2026-03-29

Dataset Overview and Source

Data Source: “Salary by Job Title and Country” dataset from Kaggle

Description: This dataset analyses salary information of individuals from various industries and geographic regions to understand the factors that influence a person’s salary.

Variables: The dataset contains the following information for 6680 individuals.

  • Age: Individual’s age in years
  • Gender: Male or Female
  • Education Level: Highest educational level (0 = High School, 1 = Bachelor Degree, 2 = Master Degree, 3 = PhD)
  • Job Title: 129 unique job positions
  • Years of Experience: Total number of years in the industry
  • Salary: Salary compensation per year in U.S. dollars
  • Country: Employee’s work location (United States, United Kingdom, Canada, China, Austria)
  • Race: Ethnic background/identification of individual (White, Hispanic, Asian, Korean, Chinese, Australian, Welsh, African American, Mixed, Black)
  • Senior: 1 means Senior Position and 0 means not in a Senior Position

R Code for Data Preparation

This code shows how I loaded and prepared the Salary dataset for analysis:

# Load Required Libraries
library(ggplot2)
library(plotly)
library(dplyr)

# Load Dataset
salary_data = read.csv("JobSalary.csv")

# Data Cleaning - Remove Salary Values less than 600
salary_data = salary_data[salary_data$Salary > 600, ]

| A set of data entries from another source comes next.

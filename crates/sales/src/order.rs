use chrono::NaiveDate;
use serde::{Deserialize, Serialize};

use storefront_core::{CustomerId, DomainError, DomainResult, Entity, LineItemId, Money, SalesOrderId};
use storefront_parties::Classification;

/// One sold unit: descriptive fields copied onto return line items.
#[derive(Debug, Clone, PartialEq, Eq, Serialize, Deserialize)]
#[serde(rename_all = "camelCase")]
pub struct SalesOrderLineItem {
    pub line_id: LineItemId,
    pub model: String,
    pub brand: String,
    pub category: String,
    pub serial_number: String,
    pub unit_price: Money,
}

/// Descriptive fields of a line before it is numbered within an order.
#[derive(Debug, Clone, PartialEq, Eq, Serialize, Deserialize)]
#[serde(rename_all = "camelCase")]
pub struct ItemDescriptor {
    pub model: String,
    pub brand: String,
    pub category: String,
    pub serial_number: String,
    pub unit_price: Money,
}

impl ItemDescriptor {
    pub fn new(
        model: impl Into<String>,
        brand: impl Into<String>,
        category: impl Into<String>,
        serial_number: impl Into<String>,
        unit_price: Money,
    ) -> Self {
        Self {
            model: model.into(),
            brand: brand.into(),
            category: category.into(),
            serial_number: serial_number.into(),
            unit_price,
        }
    }

    /// Number this descriptor as a line item.
    pub fn into_line(self, line_id: LineItemId) -> SalesOrderLineItem {
        SalesOrderLineItem {
            line_id,
            model: self.model,
            brand: self.brand,
            category: self.category,
            serial_number: self.serial_number,
            unit_price: self.unit_price,
        }
    }

    /// Reject descriptors that could not identify a returned unit.
    pub fn validate(&self) -> DomainResult<()> {
        if self.model.trim().is_empty() {
            return Err(DomainError::validation("model cannot be empty"));
        }
        if self.serial_number.trim().is_empty() {
            return Err(DomainError::validation("serial number cannot be empty"));
        }
        if self.unit_price.is_negative() {
            return Err(DomainError::validation("unit price cannot be negative"));
        }
        Ok(())
    }
}

/// A completed sale. Immutable once created; the RMA workflow only reads it.
#[derive(Debug, Clone, PartialEq, Eq, Serialize, Deserialize)]
#[serde(rename_all = "camelCase")]
pub struct SalesOrder {
    id: SalesOrderId,
    customer_id: CustomerId,
    date: NaiveDate,
    classification: Classification,
    lines: Vec<SalesOrderLineItem>,
}

impl SalesOrder {
    /// Build a sales order, numbering lines 1..=n in the given order.
    pub fn new(
        id: SalesOrderId,
        customer_id: CustomerId,
        date: NaiveDate,
        classification: Classification,
        items: Vec<ItemDescriptor>,
    ) -> DomainResult<Self> {
        let mut lines = Vec::with_capacity(items.len());
        let mut next = LineItemId::new(1);
        for item in items {
            item.validate()?;
            lines.push(item.into_line(next));
            next = next.next();
        }

        Ok(Self {
            id,
            customer_id,
            date,
            classification,
            lines,
        })
    }

    pub fn id_typed(&self) -> SalesOrderId {
        self.id
    }

    pub fn customer_id(&self) -> CustomerId {
        self.customer_id
    }

    pub fn date(&self) -> NaiveDate {
        self.date
    }

    pub fn classification(&self) -> Classification {
        self.classification
    }

    pub fn lines(&self) -> &[SalesOrderLineItem] {
        &self.lines
    }

    pub fn line(&self, line_id: LineItemId) -> Option<&SalesOrderLineItem> {
        self.lines.iter().find(|l| l.line_id == line_id)
    }

    pub fn total(&self) -> DomainResult<Money> {
        Money::checked_sum(self.lines.iter().map(|l| l.unit_price))
            .ok_or_else(|| DomainError::validation(format!("total of sales order {} overflows", self.id)))
    }
}

impl Entity for SalesOrder {
    type Id = SalesOrderId;

    fn id(&self) -> &Self::Id {
        &self.id
    }
}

# Change Education Level to factors for analysis
salary_data$Education.Level = 
  factor(salary_data$Education.Level,
         levels = c(0, 1, 2, 3),
         labels = c("High School", "Bachelor Degree", 
                    "Master Degree", "PhD"))

Plotly 3D Plot: Salary by Age, Experience, and Education

Plotly 3D Plot: Analysis and Discussion

Key Findings:

  • Age Pattern: Salary generally increases with age, as younger individuals (20-30 years old) have a lower salary range around 20-100k U.S. dollars whereas older individuals (40-50 years old) have a higher salary range around 150-180k U.S. dollars. After around 50 years of age, salary growth appears to plateau with most individuals reaching their maximum stable income level and few instances of high salaries greater than 200k U.S. dollars.
  • Years of Experience Pattern: Salary generally increases as years of experience increases, with the fastest growth in salary happening during the first 10-15 years. However, after around 15 years of experience, salary growth slows down, indicating that after a point, additional experience adds less to an individual’s salary for the job.
  • Education Level Pattern: The higher education levels (Master and PhD) have higher salary ranges of around 120k-180k U.S. dollars whereas lower education levels (High School and Bachelor) tend to have lower to mid-salary ranges around 20k-120k U.S. dollars. However, at higher experience levels, individuals with a Bachelors or Master’s degree earn salaries comparable to those with a PhD.
  • Combined Pattern: The highest earners generally have the most years of experience, are older in age, and have a higher education level.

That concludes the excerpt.